**YOUR TASK**
Reproduce the top of the data verbatim, through and including the line that contains "so with several".

[Stored items]

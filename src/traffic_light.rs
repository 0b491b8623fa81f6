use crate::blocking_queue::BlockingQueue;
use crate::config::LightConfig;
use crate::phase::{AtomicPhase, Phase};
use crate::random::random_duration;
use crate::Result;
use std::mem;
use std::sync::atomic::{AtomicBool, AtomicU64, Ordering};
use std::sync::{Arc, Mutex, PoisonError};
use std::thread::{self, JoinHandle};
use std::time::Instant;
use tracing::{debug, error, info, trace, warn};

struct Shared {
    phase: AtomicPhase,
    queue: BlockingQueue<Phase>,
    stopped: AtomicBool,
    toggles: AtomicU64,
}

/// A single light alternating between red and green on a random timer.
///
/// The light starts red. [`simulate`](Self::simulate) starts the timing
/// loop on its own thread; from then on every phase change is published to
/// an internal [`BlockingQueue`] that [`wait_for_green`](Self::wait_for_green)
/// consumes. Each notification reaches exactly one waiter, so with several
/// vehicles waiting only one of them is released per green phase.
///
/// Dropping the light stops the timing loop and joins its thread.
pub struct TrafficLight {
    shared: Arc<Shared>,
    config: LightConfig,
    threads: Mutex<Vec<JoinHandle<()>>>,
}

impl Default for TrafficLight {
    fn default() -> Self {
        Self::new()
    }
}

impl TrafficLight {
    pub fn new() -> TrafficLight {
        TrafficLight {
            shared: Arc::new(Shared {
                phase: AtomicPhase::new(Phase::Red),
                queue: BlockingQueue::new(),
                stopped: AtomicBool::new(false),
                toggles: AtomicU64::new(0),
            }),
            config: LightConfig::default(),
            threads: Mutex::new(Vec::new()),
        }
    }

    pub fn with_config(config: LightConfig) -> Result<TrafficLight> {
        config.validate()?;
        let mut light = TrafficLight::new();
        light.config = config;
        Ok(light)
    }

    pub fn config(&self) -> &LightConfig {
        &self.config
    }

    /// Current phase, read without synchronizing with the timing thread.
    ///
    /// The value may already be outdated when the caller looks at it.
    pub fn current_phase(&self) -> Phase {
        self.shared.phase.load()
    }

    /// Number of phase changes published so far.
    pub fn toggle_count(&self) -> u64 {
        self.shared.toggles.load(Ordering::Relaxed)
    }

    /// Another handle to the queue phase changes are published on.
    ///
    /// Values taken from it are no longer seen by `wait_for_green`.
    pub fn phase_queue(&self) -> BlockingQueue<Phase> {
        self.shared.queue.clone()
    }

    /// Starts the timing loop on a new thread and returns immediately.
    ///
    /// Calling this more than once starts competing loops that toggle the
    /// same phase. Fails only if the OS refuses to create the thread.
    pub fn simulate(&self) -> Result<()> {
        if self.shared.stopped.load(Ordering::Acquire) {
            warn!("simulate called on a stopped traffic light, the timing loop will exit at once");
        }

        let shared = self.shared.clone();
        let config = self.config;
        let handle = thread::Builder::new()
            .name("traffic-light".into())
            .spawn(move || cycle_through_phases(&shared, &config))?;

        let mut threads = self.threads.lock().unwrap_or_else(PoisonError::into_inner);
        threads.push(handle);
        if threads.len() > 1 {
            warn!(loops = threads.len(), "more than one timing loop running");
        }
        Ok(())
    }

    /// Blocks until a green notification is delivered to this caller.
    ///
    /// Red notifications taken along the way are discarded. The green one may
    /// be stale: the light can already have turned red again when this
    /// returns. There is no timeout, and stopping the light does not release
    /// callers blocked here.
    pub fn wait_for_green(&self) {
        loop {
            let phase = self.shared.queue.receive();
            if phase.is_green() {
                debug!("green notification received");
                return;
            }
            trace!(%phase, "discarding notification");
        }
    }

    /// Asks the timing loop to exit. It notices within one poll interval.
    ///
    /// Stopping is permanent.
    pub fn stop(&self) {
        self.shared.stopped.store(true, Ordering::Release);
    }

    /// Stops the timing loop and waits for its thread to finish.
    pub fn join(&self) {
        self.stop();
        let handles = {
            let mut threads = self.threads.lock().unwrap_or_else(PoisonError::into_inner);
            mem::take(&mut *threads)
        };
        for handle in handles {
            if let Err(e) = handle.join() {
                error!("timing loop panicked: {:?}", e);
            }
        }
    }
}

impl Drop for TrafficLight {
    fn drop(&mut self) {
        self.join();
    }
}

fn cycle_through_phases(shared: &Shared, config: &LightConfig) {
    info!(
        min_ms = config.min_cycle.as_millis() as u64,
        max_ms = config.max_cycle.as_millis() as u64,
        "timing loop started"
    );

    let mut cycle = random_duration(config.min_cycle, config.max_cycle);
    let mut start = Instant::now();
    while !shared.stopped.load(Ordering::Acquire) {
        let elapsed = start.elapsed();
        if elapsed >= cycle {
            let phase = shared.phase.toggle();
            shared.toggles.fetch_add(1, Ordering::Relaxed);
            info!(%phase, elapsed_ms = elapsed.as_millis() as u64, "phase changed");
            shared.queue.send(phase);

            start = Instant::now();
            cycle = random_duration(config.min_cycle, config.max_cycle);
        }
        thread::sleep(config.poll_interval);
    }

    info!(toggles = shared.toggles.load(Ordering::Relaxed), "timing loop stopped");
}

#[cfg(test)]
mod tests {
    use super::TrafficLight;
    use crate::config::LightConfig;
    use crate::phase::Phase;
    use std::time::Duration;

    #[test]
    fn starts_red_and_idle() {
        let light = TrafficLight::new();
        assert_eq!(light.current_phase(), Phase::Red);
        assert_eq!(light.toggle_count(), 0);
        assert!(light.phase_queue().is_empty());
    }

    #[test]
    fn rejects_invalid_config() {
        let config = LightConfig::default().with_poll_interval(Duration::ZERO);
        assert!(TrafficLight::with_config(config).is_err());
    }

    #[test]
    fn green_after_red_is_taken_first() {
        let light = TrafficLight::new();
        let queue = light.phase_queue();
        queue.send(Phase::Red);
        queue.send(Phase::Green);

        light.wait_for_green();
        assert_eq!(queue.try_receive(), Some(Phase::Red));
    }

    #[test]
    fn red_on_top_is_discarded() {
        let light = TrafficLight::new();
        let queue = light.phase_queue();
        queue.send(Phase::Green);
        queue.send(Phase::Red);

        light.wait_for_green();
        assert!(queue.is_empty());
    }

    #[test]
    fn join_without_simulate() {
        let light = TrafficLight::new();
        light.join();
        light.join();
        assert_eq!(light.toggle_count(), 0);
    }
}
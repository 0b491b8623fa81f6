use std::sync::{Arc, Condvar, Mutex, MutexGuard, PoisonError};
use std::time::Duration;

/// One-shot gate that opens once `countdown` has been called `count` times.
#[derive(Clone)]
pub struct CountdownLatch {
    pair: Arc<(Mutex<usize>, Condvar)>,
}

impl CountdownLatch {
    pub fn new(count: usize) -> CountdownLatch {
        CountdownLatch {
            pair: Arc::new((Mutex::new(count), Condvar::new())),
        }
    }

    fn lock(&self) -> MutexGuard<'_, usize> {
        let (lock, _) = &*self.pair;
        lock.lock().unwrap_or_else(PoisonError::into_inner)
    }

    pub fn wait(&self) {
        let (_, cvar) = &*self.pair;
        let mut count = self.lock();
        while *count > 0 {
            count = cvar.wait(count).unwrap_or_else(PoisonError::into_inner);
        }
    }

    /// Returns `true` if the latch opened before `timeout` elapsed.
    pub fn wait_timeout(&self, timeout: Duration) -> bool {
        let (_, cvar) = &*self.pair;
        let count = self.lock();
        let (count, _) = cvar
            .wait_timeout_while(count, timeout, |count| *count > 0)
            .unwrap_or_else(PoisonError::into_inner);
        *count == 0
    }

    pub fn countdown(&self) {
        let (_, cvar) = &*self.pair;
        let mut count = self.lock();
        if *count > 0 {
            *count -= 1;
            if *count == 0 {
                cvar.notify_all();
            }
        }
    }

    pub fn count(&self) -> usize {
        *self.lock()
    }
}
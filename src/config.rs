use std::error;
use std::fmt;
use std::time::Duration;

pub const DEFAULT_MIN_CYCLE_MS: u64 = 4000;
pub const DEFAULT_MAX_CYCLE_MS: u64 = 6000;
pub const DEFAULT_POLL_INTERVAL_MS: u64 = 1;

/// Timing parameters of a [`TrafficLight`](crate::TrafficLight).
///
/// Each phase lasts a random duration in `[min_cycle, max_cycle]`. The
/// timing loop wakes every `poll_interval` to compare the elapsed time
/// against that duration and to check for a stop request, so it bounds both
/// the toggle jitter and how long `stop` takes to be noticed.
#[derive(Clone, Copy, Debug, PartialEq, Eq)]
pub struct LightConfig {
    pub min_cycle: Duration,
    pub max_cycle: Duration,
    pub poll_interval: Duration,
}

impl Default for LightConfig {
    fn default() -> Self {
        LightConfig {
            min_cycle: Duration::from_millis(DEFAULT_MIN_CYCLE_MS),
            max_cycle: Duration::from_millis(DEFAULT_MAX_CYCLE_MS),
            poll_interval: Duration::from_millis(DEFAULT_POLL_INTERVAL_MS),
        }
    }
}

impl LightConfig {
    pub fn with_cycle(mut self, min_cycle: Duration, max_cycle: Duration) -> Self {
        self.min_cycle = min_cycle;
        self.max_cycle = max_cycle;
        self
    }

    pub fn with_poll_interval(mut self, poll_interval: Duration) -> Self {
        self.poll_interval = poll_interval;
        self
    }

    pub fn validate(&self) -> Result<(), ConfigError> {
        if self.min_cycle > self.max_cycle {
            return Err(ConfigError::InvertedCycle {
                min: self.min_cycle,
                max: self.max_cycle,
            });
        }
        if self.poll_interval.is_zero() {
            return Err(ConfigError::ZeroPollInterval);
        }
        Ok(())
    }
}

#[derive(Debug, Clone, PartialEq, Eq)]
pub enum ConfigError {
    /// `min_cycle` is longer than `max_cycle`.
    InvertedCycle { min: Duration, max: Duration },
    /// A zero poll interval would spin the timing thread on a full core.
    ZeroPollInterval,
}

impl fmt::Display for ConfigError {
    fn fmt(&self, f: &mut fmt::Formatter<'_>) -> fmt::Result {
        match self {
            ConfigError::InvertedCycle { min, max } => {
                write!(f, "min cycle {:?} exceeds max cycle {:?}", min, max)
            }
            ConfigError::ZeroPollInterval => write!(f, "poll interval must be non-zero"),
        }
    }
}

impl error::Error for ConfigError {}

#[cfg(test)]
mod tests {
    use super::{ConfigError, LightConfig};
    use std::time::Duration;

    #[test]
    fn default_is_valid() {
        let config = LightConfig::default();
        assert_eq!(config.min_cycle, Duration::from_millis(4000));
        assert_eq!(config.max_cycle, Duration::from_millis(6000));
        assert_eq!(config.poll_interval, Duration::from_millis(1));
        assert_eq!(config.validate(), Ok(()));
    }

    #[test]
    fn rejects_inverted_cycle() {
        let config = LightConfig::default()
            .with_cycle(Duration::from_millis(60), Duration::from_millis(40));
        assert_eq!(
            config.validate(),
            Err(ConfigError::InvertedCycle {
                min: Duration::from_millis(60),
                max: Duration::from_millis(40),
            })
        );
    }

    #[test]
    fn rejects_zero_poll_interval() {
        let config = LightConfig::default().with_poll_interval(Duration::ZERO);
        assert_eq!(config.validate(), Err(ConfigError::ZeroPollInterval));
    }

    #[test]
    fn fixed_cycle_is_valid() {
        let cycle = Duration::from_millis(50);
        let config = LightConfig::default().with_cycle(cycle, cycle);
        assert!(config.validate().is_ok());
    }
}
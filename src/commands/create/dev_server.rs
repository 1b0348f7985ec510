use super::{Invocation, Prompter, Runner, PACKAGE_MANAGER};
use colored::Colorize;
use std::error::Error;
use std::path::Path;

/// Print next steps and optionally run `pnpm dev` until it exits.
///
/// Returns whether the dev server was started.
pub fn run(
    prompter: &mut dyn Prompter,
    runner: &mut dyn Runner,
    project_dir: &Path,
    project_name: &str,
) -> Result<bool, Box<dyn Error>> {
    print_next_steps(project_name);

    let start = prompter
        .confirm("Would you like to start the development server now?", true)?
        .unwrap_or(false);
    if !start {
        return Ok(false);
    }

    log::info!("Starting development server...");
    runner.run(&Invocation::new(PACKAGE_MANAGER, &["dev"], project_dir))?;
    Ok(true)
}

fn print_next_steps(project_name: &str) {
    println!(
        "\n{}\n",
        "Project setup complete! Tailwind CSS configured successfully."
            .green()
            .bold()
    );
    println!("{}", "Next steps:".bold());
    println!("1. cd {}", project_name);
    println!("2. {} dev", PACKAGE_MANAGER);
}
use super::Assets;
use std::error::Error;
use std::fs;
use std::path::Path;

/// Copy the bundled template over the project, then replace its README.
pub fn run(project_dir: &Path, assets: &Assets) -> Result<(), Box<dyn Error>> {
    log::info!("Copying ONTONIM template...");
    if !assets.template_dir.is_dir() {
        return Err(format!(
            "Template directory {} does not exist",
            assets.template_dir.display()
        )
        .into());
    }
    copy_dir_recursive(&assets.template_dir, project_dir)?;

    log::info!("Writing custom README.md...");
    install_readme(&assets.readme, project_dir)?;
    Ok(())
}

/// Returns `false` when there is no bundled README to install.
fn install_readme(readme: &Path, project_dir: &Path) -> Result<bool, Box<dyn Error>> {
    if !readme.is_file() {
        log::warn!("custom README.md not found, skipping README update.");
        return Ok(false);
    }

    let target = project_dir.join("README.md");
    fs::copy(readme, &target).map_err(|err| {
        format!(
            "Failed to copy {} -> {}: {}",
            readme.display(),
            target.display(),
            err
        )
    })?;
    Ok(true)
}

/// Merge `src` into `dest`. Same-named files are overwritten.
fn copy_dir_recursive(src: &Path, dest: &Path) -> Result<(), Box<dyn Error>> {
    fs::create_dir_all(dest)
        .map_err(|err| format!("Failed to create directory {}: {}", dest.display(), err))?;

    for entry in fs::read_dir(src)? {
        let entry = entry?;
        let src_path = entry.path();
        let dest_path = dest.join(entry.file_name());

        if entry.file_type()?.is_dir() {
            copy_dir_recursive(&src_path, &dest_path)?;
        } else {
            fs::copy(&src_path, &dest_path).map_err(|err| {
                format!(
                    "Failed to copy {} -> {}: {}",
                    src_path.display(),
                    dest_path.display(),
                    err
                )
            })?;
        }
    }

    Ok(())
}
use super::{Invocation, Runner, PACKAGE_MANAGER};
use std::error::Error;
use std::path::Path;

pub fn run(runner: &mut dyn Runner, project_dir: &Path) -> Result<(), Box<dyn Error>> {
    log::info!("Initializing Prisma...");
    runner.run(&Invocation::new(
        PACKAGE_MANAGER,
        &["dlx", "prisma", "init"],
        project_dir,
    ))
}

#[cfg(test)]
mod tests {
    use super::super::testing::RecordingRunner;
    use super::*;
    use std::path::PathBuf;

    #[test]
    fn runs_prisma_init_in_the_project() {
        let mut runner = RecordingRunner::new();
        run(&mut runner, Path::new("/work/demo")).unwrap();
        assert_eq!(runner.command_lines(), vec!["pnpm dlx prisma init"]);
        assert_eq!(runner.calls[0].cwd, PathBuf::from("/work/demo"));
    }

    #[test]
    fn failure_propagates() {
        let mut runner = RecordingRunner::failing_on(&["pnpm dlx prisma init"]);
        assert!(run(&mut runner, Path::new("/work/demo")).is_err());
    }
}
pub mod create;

**ANSWER TO THIS TASK**
filename src/traffic_light.rs
repository 0b491b8623fa81f6
use crate::blocking_queue::BlockingQueue;
use crate::config::LightConfig;
use crate::phase::{AtomicPhase, Phase};
use crate::random::random_duration;
use crate::Result;
use std::mem;
use std::sync::atomic::{AtomicBool, AtomicU64, Ordering};
use std::sync::{Arc, Mutex, PoisonError};
use std::thread::{self, JoinHandle};
use std::time::Instant;
use tracing::{debug, error, info, trace, warn};

struct Shared {
    phase: AtomicPhase,
    queue: BlockingQueue<Phase>,
    stopped: AtomicBool,
    toggles: AtomicU64,
}

/// A single light alternating between red and green on a random timer.
///
/// The light starts red. [`simulate`](Self::simulate) starts the timing
/// loop on its own thread; from then on every phase change is published to
/// an internal [`BlockingQueue`] that [`wait_for_green`](Self::wait_for_green)
/// consumes. Each notification reaches exactly one waiter, so with several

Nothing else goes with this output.